God’s Country – Official Trailer ft. Thandiwe Newton | HD | IFC Films

The gall of her trespassers’ rudeness, or her neighbor and colleague (Kai Lennox) daring to suggest she’s a diversity hire, further drives home the idea that there are men in this country who fear no consequences. I wouldn’t want to piss off Newton, but that may be because I’ve had the pleasure of watching her wield a katana on Westworld. She’s somehow both buttoned-up and utterly, transparently vulnerable, simultaneously revealing nothing and everything. By the time Sandra is following the truckers around town and to their door—“Why are you like this?” she spits, ultimately a rhetorical question—it’s clear this kind of escalating intimidation can only end with one of two outcomes. As much as we might want to see Newton explode and emote as we know she can, it’s her quiet calculation of each next move that keeps us on the edge of our seats. Most crucially, Sandra’s deliberations force us to ask what we’d do in her shoes.

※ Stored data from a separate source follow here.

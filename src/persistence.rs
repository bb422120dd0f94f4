use std::{collections::HashMap, sync::Arc, time::Duration};

use mealcal_db::Storage;
use mealcal_shared::{Change, Slice};
use tokio::{
    sync::{mpsc::UnboundedReceiver, oneshot},
    task::JoinHandle,
    time::{Instant, sleep_until},
};

/// Debounced write-through of planner changes.
///
/// Each slice has its own quiet-period timer: a change (re)starts the timer
/// and only the latest snapshot is written once it expires. Slices are
/// written independently of each other.
pub struct Persistence {
    stop: Option<oneshot::Sender<()>>,
    handle: JoinHandle<()>,
}

impl Persistence {
    pub fn start<S: Storage>(
        storage: Arc<S>,
        changes: UnboundedReceiver<Change>,
        debounce: Duration,
    ) -> Self {
        let (stop, stopped) = oneshot::channel();
        let handle = tokio::spawn(run(storage, changes, stopped, debounce));

        tracing::debug!(debounce_ms = debounce.as_millis() as u64, "persistence started");

        Self {
            stop: Some(stop),
            handle,
        }
    }

    /// Writes every pending snapshot right away and waits for the task to end.
    pub async fn stop(mut self) -> anyhow::Result<()> {
        if let Some(stop) = self.stop.take() {
            let _ = stop.send(());
        }

        self.handle.await?;

        Ok(())
    }
}

struct Pending {
    snapshot: String,
    deadline: Instant,
}

async fn run<S: Storage>(
    storage: Arc<S>,
    mut changes: UnboundedReceiver<Change>,
    mut stopped: oneshot::Receiver<()>,
    debounce: Duration,
) {
    let mut pending: HashMap<Slice, Pending> = HashMap::new();

    loop {
        let next_deadline = pending.values().map(|p| p.deadline).min();

        tokio::select! {
            change = changes.recv() => {
                let Some(change) = change else {
                    break;
                };

                schedule(&mut pending, change, debounce);
            }
            _ = &mut stopped => break,
            _ = sleep_until(next_deadline.unwrap_or_else(Instant::now)), if next_deadline.is_some() => {
                let now = Instant::now();
                let due = pending
                    .iter()
                    .filter(|(_, p)| p.deadline <= now)
                    .map(|(slice, _)| *slice)
                    .collect::<Vec<_>>();

                for slice in due {
                    if let Some(p) = pending.remove(&slice) {
                        flush(storage.as_ref(), slice, &p.snapshot).await;
                    }
                }
            }
        }
    }

    while let Ok(change) = changes.try_recv() {
        schedule(&mut pending, change, debounce);
    }

    for (slice, p) in pending {
        flush(storage.as_ref(), slice, &p.snapshot).await;
    }

    tracing::debug!("persistence stopped");
}

fn schedule(pending: &mut HashMap<Slice, Pending>, change: Change, debounce: Duration) {
    let restarted = pending.contains_key(&change.slice);

    tracing::debug!(slice = %change.slice, restarted, "save scheduled");

    pending.insert(
        change.slice,
        Pending {
            snapshot: change.snapshot,
            deadline: Instant::now() + debounce,
        },
    );
}

async fn flush<S: Storage>(storage: &S, slice: Slice, snapshot: &str) {
    match storage.set(slice.storage_key(), snapshot).await {
        Ok(()) => tracing::info!(%slice, "state saved"),
        Err(err) => tracing::warn!(%err, %slice, "failed to save state"),
    }
}
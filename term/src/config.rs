use std::fs;
use std::path::{Path, PathBuf};

use minesweep_core::{CellCount, Coord, GameConfig};
use serde::Deserialize;
use thiserror::Error;

#[derive(Error, Debug)]
pub enum ConfigError {
    #[error("could not read config file {}", .path.display())]
    Read {
        path: PathBuf,
        #[source]
        source: std::io::Error,
    },
    #[error("invalid config file {}", .path.display())]
    Parse {
        path: PathBuf,
        #[source]
        source: toml::de::Error,
    },
}

/// One source of settings. Unset fields fall through to the next layer.
#[derive(Clone, Debug, Default, PartialEq, Deserialize)]
#[serde(default, deny_unknown_fields)]
pub struct ConfigLayer {
    pub width: Option<Coord>,
    pub height: Option<Coord>,
    pub mines: Option<CellCount>,
    pub ascii: Option<bool>,
    pub color: Option<bool>,
    pub seed: Option<u64>,
    pub log_file: Option<PathBuf>,
}

impl ConfigLayer {
    pub fn load(path: &Path) -> Result<Self, ConfigError> {
        let text = fs::read_to_string(path).map_err(|source| ConfigError::Read {
            path: path.to_owned(),
            source,
        })?;
        Self::parse(&text, path)
    }

    fn parse(text: &str, path: &Path) -> Result<Self, ConfigError> {
        toml::from_str(text).map_err(|source| ConfigError::Parse {
            path: path.to_owned(),
            source,
        })
    }

    /// Fields set on `self` win over `lower`.
    pub fn layered_over(self, lower: ConfigLayer) -> ConfigLayer {
        ConfigLayer {
            width: self.width.or(lower.width),
            height: self.height.or(lower.height),
            mines: self.mines.or(lower.mines),
            ascii: self.ascii.or(lower.ascii),
            color: self.color.or(lower.color),
            seed: self.seed.or(lower.seed),
            log_file: self.log_file.or(lower.log_file),
        }
    }

    pub fn resolve(self) -> Settings {
        Settings {
            width: self.width.unwrap_or(Settings::DEFAULT_WIDTH),
            height: self.height.unwrap_or(Settings::DEFAULT_HEIGHT),
            mines: self.mines.unwrap_or(Settings::DEFAULT_MINES),
            ascii: self.ascii.unwrap_or(false),
            color: self.color.unwrap_or(true),
            seed: self.seed,
            log_file: self.log_file,
        }
    }
}

#[derive(Clone, Debug, PartialEq)]
pub struct Settings {
    pub width: Coord,
    pub height: Coord,
    pub mines: CellCount,
    pub ascii: bool,
    pub color: bool,
    pub seed: Option<u64>,
    pub log_file: Option<PathBuf>,
}

impl Settings {
    pub const DEFAULT_WIDTH: Coord = 30;
    pub const DEFAULT_HEIGHT: Coord = 30;
    pub const DEFAULT_MINES: CellCount = 99;

    pub fn game_config(&self) -> GameConfig {
        GameConfig::new((self.width, self.height), self.mines)
    }
}

impl Default for Settings {
    fn default() -> Self {
        ConfigLayer::default().resolve()
    }
}
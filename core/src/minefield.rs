use core::ops::{Index, IndexMut};
use ndarray::Array2;

use crate::*;

/// The grid: every cell's mine, flag and reveal state.
#[derive(Clone, Debug, PartialEq)]
pub struct Minefield {
    cells: Array2<Cell>,
    mine_count: CellCount,
}

impl Minefield {
    /// Builds an untouched field where `mine_mask[[x, y]]` marks the mines.
    pub fn from_mine_mask(mine_mask: Array2<bool>) -> Result<Self> {
        let (x_len, y_len) = mine_mask.dim();
        let max = usize::from(Coord::MAX);
        if x_len == 0 || y_len == 0 || x_len > max || y_len > max {
            return Err(GameError::InvalidBoardShape);
        }

        let cells = mine_mask.mapv(|is_mine| Cell {
            is_mine,
            ..Cell::default()
        });
        Ok(Self::from_cells(cells))
    }

    pub fn from_mine_coords(size: Coord2, mine_coords: &[Coord2]) -> Result<Self> {
        if size.0 == 0 || size.1 == 0 {
            return Err(GameError::InvalidBoardShape);
        }

        let mut mine_mask: Array2<bool> = Array2::default(size.to_nd_index());
        for &coords in mine_coords {
            if coords.0 >= size.0 || coords.1 >= size.1 {
                return Err(GameError::InvalidCoords);
            }
            mine_mask[coords.to_nd_index()] = true;
        }

        Self::from_mine_mask(mine_mask)
    }

    /// Callers guarantee both dimensions are within `1..=Coord::MAX`.
    pub(crate) fn from_cells(cells: Array2<Cell>) -> Self {
        let mine_count = cells.iter().filter(|cell| cell.is_mine).count();
        Self {
            cells,
            mine_count: CellCount::try_from(mine_count).unwrap_or(CellCount::MAX),
        }
    }

    pub fn game_config(&self) -> GameConfig {
        GameConfig::new_unchecked(self.size(), self.mine_count)
    }

    pub fn size(&self) -> Coord2 {
        let (x_len, y_len) = self.cells.dim();
        // bounded by construction
        (x_len as Coord, y_len as Coord)
    }

    pub fn total_cells(&self) -> CellCount {
        let (x_len, y_len) = self.size();
        mult(x_len, y_len)
    }

    pub fn mine_count(&self) -> CellCount {
        self.mine_count
    }

    pub fn safe_cell_count(&self) -> CellCount {
        self.total_cells() - self.mine_count
    }

    pub fn contains_mine(&self, coords: Coord2) -> bool {
        self[coords].is_mine
    }

    pub fn iter_neighbors(&self, coords: Coord2) -> NeighborIter {
        neighbors(coords, self.size())
    }

    pub fn adjacent_mine_count(&self, coords: Coord2) -> u8 {
        self.count_neighbors(coords, |cell| cell.is_mine)
    }

    pub fn adjacent_flag_count(&self, coords: Coord2) -> u8 {
        self.count_neighbors(coords, Cell::has_active_flag)
    }

    fn count_neighbors(&self, coords: Coord2, pred: impl Fn(Cell) -> bool) -> u8 {
        // at most 8, always fits
        self.iter_neighbors(coords)
            .filter(|&pos| pred(self[pos]))
            .count() as u8
    }

    /// Flags placed on cells that are still hidden.
    pub fn flagged_count(&self) -> CellCount {
        self.count_cells(|cell| cell.has_active_flag())
    }

    pub fn revealed_count(&self) -> CellCount {
        self.count_cells(|cell| cell.is_revealed)
    }

    fn count_cells(&self, pred: impl Fn(&Cell) -> bool) -> CellCount {
        let count = self.cells.iter().filter(|cell| pred(cell)).count();
        CellCount::try_from(count).unwrap_or(CellCount::MAX)
    }

    /// Every safe cell is revealed. Flags do not matter.
    ///
    /// Sweeps never reveal a mine, so comparing counts is enough.
    pub fn check_did_win(&self) -> bool {
        self.revealed_count() == self.safe_cell_count()
    }

    pub fn cell_view(&self, coords: Coord2) -> CellView {
        let Cell {
            is_mine,
            is_flagged,
            is_revealed,
        } = self[coords];
        CellView {
            is_mine,
            is_flagged,
            is_revealed,
            adjacent_mines: self.adjacent_mine_count(coords),
        }
    }

    /// Flips the flag on a hidden cell, returns the new flag state.
    pub(crate) fn toggle_flag(&mut self, coords: Coord2) -> Option<bool> {
        let cell = &mut self[coords];
        if cell.is_revealed {
            return None;
        }
        cell.is_flagged = !cell.is_flagged;
        Some(cell.is_flagged)
    }
}

impl Index<Coord2> for Minefield {
    type Output = Cell;

    fn index(&self, coords: Coord2) -> &Self::Output {
        &self.cells[coords.to_nd_index()]
    }
}

impl IndexMut<Coord2> for Minefield {
    fn index_mut(&mut self, coords: Coord2) -> &mut Self::Output {
        &mut self.cells[coords.to_nd_index()]
    }
}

That question is partly what makes Higgins’ stunner of a closing scene unlikely to leave your mind anytime soon. It’s one of many that plays with action happening just beyond our field of vision, letting tension fester in our imaginations, an apt conclusion to a thriller inviting residents of so-called God’s country to take a long, hard look in the mirror. It’s also fitting that the film’s one humorous note—the darkest of dark humor—is here, a moment that would feel like fantasy if it weren’t so brutally real, and as cold as this landscape. Higgins and Newton leave us with a bad taste in our mouths, and that’s a good thing. What choice do we have, they seem to be saying, but to manifest our own destiny?